# [WORK TASK]
Check each line of the data for "ReviewStore" and select those that have it.

# [INFORMATION]
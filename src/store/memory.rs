// zeedas-rs: Provider-unified review workflow and deployment engine
//
// SPDX-FileCopyrightText: 2026 Romeo Ahmed
// SPDX-License-Identifier: GPL-3.0-or-later

//! In-memory credential and review store.

use async_trait::async_trait;
use std::collections::HashMap;
use std::sync::{Mutex, MutexGuard, PoisonError};

use super::{CredentialStore, ReviewStore};
use crate::error::StoreError;
use crate::model::{AppCredential, ReviewRecord};

#[derive(Debug, Default)]
struct Tables {
    credentials: HashMap<String, AppCredential>,
    reviews: HashMap<(String, String), ReviewRecord>,
}

/// Process-local store backing both traits. Nothing is persisted.
#[derive(Debug, Default)]
pub struct MemoryStore {
    tables: Mutex<Tables>,
}

impl MemoryStore {
    #[must_use]
    pub fn new() -> Self {
        Self::default()
    }

    fn tables(&self) -> MutexGuard<'_, Tables> {
        self.tables.lock().unwrap_or_else(PoisonError::into_inner)
    }

    /// Number of open review records.
    #[must_use]
    pub fn review_count(&self) -> usize {
        self.tables().reviews.len()
    }
}

#[async_trait]
impl CredentialStore for MemoryStore {
    async fn find_by_app(&self, app: &str) -> Result<Option<AppCredential>, StoreError> {
        Ok(self.tables().credentials.get(app).cloned())
    }

    async fn save(&self, record: &AppCredential) -> Result<(), StoreError> {
        if !record.bindings_valid() {
            return Err(StoreError::Validation(format!(
                "app '{}' has malformed repository bindings",
                record.app
            )));
        }
        self.tables()
            .credentials
            .insert(record.app.clone(), record.clone());
        Ok(())
    }
}

#[async_trait]
impl ReviewStore for MemoryStore {
    async fn find(&self, app: &str, module: &str) -> Result<Option<ReviewRecord>, StoreError> {
        Ok(self
            .tables()
            .reviews
            .get(&(app.to_string(), module.to_string()))
            .cloned())
    }

    async fn save(&self, record: &ReviewRecord) -> Result<(), StoreError> {
        self.tables().reviews.insert(
            (record.app.clone(), record.module.clone()),
            record.clone(),
        );
        Ok(())
    }

    async fn delete(&self, app: &str, module: &str) -> Result<(), StoreError> {
        self.tables()
            .reviews
            .remove(&(app.to_string(), module.to_string()));
        Ok(())
    }
}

# [WORKED SOLUTION]
use super::{CredentialStore, ReviewStore};
impl ReviewStore for MemoryStore {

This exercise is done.